No, no les voy a hablar de aquella peli de George Nespresso Clooney. En realidad me refiero al nombre que le dan los yanks al chupete: pacifier. Reconozco que, a la hora de poner nombres a los objetos, los angloparlantes suelen ser mucho más directos y funcionales. «Pacificador» es un término mucho más adecuado que «chupete». Créanme, sé de lo que cojones me hablo.

Dicho lo cual, he creído pertinente mostrarles la pequeña colección de pacificadores de mi hijo Gabriel, también conocido como Babié, por obra y gracia de su hermana Claudia, también conocida como Cuaia, por obra y gracia de mi sobrina Nerea, también conocida como Nenene, y aquí paro la cadena porque, como ustedes saben, todos los argumentos recursivos deben tener condición de parada, so pena de consumir el Universo en una hoguera de datos inútiles autorreferentes (usando esta palabra le robaré tráfico a Microsiervos MBWHAMBWHAMBWHAMBWHAMBWHA).

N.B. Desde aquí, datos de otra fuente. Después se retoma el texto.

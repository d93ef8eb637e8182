use super::{Coverage, PixelBounds};
use crate::types::Point;

/// Solid circle: pixels within `radius` of `center`
#[derive(Debug, Clone, Copy, PartialEq, Eq)]
pub struct Disc {
    pub center: Point,
    pub radius: i32,
}

impl Disc {
    pub fn new(center: Point, radius: i32) -> Self {
        Self {
            center,
            radius: radius.max(0),
        }
    }
}

impl Coverage for Disc {
    fn bounds(&self) -> PixelBounds {
        let Point { x, y } = self.center;
        PixelBounds::new(x - self.radius, y - self.radius, x + self.radius, y + self.radius)
    }

    fn covers(&self, x: i32, y: i32) -> bool {
        let dx = (x - self.center.x) as i64;
        let dy = (y - self.center.y) as i64;
        let r = self.radius as i64;
        dx * dx + dy * dy <= r * r
    }
}

/// Which corner of a rounded rectangle an arc belongs to
#[derive(Debug, Clone, Copy, PartialEq, Eq, Hash)]
pub enum Quadrant {
    TopLeft,
    TopRight,
    BottomLeft,
    BottomRight,
}

impl Quadrant {
    pub const ALL: [Quadrant; 4] = [
        Quadrant::TopLeft,
        Quadrant::TopRight,
        Quadrant::BottomLeft,
        Quadrant::BottomRight,
    ];

    /// Whether an offset from the arc centre falls in this quadrant (axes included)
    #[inline]
    fn contains(self, dx: i32, dy: i32) -> bool {
        match self {
            Quadrant::TopLeft => dx <= 0 && dy <= 0,
            Quadrant::TopRight => dx >= 0 && dy <= 0,
            Quadrant::BottomLeft => dx <= 0 && dy >= 0,
            Quadrant::BottomRight => dx >= 0 && dy >= 0,
        }
    }
}

/// 90° arc of a circle, stroked with the given width
#[derive(Debug, Clone, Copy, PartialEq, Eq)]
pub struct QuarterArc {
    pub center: Point,
    pub radius: i32,
    pub width: i32,
    pub quadrant: Quadrant,
}

impl QuarterArc {
    pub fn new(center: Point, radius: i32, width: i32, quadrant: Quadrant) -> Self {
        Self {
            center,
            radius: radius.max(0),
            width: width.max(1),
            quadrant,
        }
    }
}

impl Coverage for QuarterArc {
    fn bounds(&self) -> PixelBounds {
        let reach = self.radius + self.width;
        let Point { x, y } = self.center;
        let (min_x, max_x) = match self.quadrant {
            Quadrant::TopLeft | Quadrant::BottomLeft => (x - reach, x),
            Quadrant::TopRight | Quadrant::BottomRight => (x, x + reach),
        };
        let (min_y, max_y) = match self.quadrant {
            Quadrant::TopLeft | Quadrant::TopRight => (y - reach, y),
            Quadrant::BottomLeft | Quadrant::BottomRight => (y, y + reach),
        };
        PixelBounds::new(min_x, min_y, max_x, max_y)
    }

    fn covers(&self, x: i32, y: i32) -> bool {
        let dx = x - self.center.x;
        let dy = y - self.center.y;
        if !self.quadrant.contains(dx, dy) {
            return false;
        }

        // Straight edges of width w centred on c cover c - w/2 ..= c + (w-1)/2,
        // i.e. a band of half-width (w-1)/2 around c - 0.5 for even w. The arc
        // uses the same shifted centre so it meets every edge pixel for pixel.
        let shift = if self.width % 2 == 0 { 0.5 } else { 0.0 };
        let fx = dx as f64 + shift;
        let fy = dy as f64 + shift;
        let half = (self.width - 1) as f64 / 2.0;
        let inner = (self.radius as f64 - half - 0.5).max(0.0);
        let outer = self.radius as f64 + half + 0.5;
        let dist_sq = fx * fx + fy * fy;
        dist_sq >= inner * inner && dist_sq < outer * outer
    }
}

#[cfg(test)]
mod tests {
    use super::*;

    #[test]
    fn test_disc_bounds_and_extremes() {
        let disc = Disc::new(Point::new(10, 10), 4);
        assert_eq!(disc.bounds(), PixelBounds::new(6, 6, 14, 14));
        assert!(disc.covers(10, 6));
        assert!(disc.covers(14, 10));
        assert!(!disc.covers(14, 14));
        assert!(!disc.covers(10, 15));
    }

    #[test]
    fn test_zero_disc_is_single_pixel() {
        let disc = Disc::new(Point::new(3, 3), -2);
        assert_eq!(disc.radius, 0);
        assert!(disc.covers(3, 3));
        assert!(!disc.covers(3, 4));
    }

    #[test]
    fn test_arc_axis_pixels_match_edge_span() {
        // Top-left arc of radius 10, width 3: along the vertical axis above the
        // centre it must cover radius-1 ..= radius+1, like a centred edge of width 3.
        let arc = QuarterArc::new(Point::new(20, 20), 10, 3, Quadrant::TopLeft);
        assert!(!arc.covers(20, 20 - 8));
        assert!(arc.covers(20, 20 - 9));
        assert!(arc.covers(20, 20 - 10));
        assert!(arc.covers(20, 20 - 11));
        assert!(!arc.covers(20, 20 - 12));
    }

    #[test]
    fn test_arc_even_width_leans_like_edges() {
        let tl = QuarterArc::new(Point::new(20, 20), 10, 2, Quadrant::TopLeft);
        // Top edge at y=10, width 2 spans 9..=10
        assert!(tl.covers(20, 9));
        assert!(tl.covers(20, 10));
        assert!(!tl.covers(20, 11));

        let br = QuarterArc::new(Point::new(20, 20), 10, 2, Quadrant::BottomRight);
        // Bottom edge at y=30, width 2 spans 29..=30
        assert!(br.covers(20, 29));
        assert!(br.covers(20, 30));
        assert!(!br.covers(20, 31));
    }

    #[test]
    fn test_arc_even_width_on_right_and_bottom_edges() {
        let tr = QuarterArc::new(Point::new(20, 20), 10, 2, Quadrant::TopRight);
        // Right edge at x=30, width 2 spans 29..=30
        assert!(!tr.covers(28, 20));
        assert!(tr.covers(29, 20));
        assert!(tr.covers(30, 20));
        assert!(!tr.covers(31, 20));

        let bl = QuarterArc::new(Point::new(20, 20), 10, 2, Quadrant::BottomLeft);
        // Bottom edge at y=30, width 2 spans 29..=30
        assert!(!bl.covers(20, 28));
        assert!(bl.covers(20, 29));
        assert!(bl.covers(20, 30));
        assert!(!bl.covers(20, 31));
    }

    #[test]
    fn test_arc_respects_quadrant() {
        let arc = QuarterArc::new(Point::new(20, 20), 10, 1, Quadrant::TopRight);
        assert!(arc.covers(30, 20));
        assert!(arc.covers(20, 10));
        assert!(!arc.covers(10, 20));
        assert!(!arc.covers(20, 30));
        assert!(arc.bounds().min_x == 20 && arc.bounds().max_y == 20);
    }
}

Hete aquí a Gabriel con su pacificador canónico.

Las chupitas de Gabriel (1)

Y aquí lo tenemos con el pacificador que tan amablemente nos regaló el desgraciado querido Doctor π:

Las chupitas de Gabriel (2)

Finalmente, aquí lo tenemos con su pacificador favorito, aunque con esa frase, mucha paz no creo que vaya a traer al mundo, no. A fin de cuentas, la noche en que nació se pegó fuego un coche en frente de la casa de mi amigo Saulo.